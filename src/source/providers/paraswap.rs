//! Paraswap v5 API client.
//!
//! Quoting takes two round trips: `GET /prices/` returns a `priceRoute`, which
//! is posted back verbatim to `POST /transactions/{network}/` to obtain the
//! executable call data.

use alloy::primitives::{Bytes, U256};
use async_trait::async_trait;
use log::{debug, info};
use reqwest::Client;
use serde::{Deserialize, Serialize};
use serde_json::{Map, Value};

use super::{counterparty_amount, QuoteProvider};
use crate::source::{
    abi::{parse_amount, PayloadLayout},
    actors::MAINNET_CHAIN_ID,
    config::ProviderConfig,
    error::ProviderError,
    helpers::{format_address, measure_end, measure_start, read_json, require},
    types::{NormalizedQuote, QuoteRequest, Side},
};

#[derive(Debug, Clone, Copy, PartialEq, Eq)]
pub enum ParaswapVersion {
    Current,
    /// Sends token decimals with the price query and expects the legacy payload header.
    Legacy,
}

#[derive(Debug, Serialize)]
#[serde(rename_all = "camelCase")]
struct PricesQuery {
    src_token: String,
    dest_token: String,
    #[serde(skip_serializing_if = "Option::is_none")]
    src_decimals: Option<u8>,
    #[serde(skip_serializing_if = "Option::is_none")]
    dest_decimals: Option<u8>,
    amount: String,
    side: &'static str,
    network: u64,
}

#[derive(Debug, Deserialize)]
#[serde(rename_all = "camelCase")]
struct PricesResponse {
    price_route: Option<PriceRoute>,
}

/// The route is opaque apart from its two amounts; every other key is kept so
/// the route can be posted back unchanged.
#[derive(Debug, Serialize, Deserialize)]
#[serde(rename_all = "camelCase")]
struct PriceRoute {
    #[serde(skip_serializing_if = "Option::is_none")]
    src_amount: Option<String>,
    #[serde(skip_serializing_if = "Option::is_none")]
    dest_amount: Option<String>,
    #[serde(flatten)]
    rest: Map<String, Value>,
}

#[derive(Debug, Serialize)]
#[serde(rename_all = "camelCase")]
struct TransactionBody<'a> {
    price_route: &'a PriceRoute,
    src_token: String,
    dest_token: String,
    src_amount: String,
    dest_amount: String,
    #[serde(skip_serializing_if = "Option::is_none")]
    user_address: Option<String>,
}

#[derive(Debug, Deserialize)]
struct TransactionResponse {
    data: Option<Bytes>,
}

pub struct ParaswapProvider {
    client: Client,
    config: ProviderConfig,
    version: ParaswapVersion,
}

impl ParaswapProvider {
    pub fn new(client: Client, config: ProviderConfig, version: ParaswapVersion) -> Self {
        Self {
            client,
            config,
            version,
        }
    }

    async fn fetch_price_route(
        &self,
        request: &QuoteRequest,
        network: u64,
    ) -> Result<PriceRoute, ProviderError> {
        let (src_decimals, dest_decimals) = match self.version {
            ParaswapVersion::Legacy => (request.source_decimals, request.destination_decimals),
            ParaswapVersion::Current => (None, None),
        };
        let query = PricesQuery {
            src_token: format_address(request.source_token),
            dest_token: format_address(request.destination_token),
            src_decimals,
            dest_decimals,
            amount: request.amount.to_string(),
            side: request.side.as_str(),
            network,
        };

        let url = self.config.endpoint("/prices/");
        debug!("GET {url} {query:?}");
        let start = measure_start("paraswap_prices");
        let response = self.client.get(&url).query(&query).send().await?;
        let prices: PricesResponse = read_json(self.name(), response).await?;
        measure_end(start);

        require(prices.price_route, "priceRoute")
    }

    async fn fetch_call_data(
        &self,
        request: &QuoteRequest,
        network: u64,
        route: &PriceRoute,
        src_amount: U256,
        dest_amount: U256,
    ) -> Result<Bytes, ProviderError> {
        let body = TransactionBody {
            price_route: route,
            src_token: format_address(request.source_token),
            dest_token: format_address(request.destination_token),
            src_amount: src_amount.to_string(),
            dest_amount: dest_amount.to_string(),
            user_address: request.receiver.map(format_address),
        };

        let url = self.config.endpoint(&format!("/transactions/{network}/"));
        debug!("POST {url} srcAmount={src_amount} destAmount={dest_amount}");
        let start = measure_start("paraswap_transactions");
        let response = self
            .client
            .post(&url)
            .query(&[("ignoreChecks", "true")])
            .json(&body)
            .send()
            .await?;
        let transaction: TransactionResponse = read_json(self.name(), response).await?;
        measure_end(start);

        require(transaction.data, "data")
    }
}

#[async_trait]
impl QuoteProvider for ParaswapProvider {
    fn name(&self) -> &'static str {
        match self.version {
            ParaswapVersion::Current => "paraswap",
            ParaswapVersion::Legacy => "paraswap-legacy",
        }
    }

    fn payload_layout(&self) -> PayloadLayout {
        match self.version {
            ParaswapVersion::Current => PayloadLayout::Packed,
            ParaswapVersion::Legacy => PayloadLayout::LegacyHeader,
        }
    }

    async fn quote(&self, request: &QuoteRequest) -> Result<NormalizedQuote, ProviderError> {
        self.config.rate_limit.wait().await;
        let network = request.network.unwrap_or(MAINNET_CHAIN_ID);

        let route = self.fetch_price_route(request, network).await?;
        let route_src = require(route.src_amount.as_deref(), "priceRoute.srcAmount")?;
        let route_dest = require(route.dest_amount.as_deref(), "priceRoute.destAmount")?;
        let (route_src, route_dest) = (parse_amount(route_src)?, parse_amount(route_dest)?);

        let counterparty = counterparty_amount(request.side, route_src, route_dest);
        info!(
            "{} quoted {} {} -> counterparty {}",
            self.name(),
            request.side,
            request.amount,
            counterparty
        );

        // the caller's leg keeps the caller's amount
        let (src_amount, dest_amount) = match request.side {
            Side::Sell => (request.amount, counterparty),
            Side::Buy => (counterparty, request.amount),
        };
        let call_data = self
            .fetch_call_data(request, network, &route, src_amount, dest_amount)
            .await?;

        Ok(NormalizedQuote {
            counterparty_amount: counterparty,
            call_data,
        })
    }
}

=====

▶ _EXERCISE REQUIREMENTS_
Referring to the material above, set down exactly the lines between the line with "self.config.rate_limit.wait().await;" and the line with "counterparty_amount(request.side, route_src, route_dest);", inclusive, and no other lines.

▶ _SOLUTION TO THIS EXERCISE_
        self.config.rate_limit.wait().await;
        let network = request.network.unwrap_or(MAINNET_CHAIN_ID);

        let route = self.fetch_price_route(request, network).await?;
        let route_src = require(route.src_amount.as_deref(), "priceRoute.srcAmount")?;
        let route_dest = require(route.dest_amount.as_deref(), "priceRoute.destAmount")?;
        let (route_src, route_dest) = (parse_amount(route_src)?, parse_amount(route_dest)?);

        let counterparty = counterparty_amount(request.side, route_src, route_dest);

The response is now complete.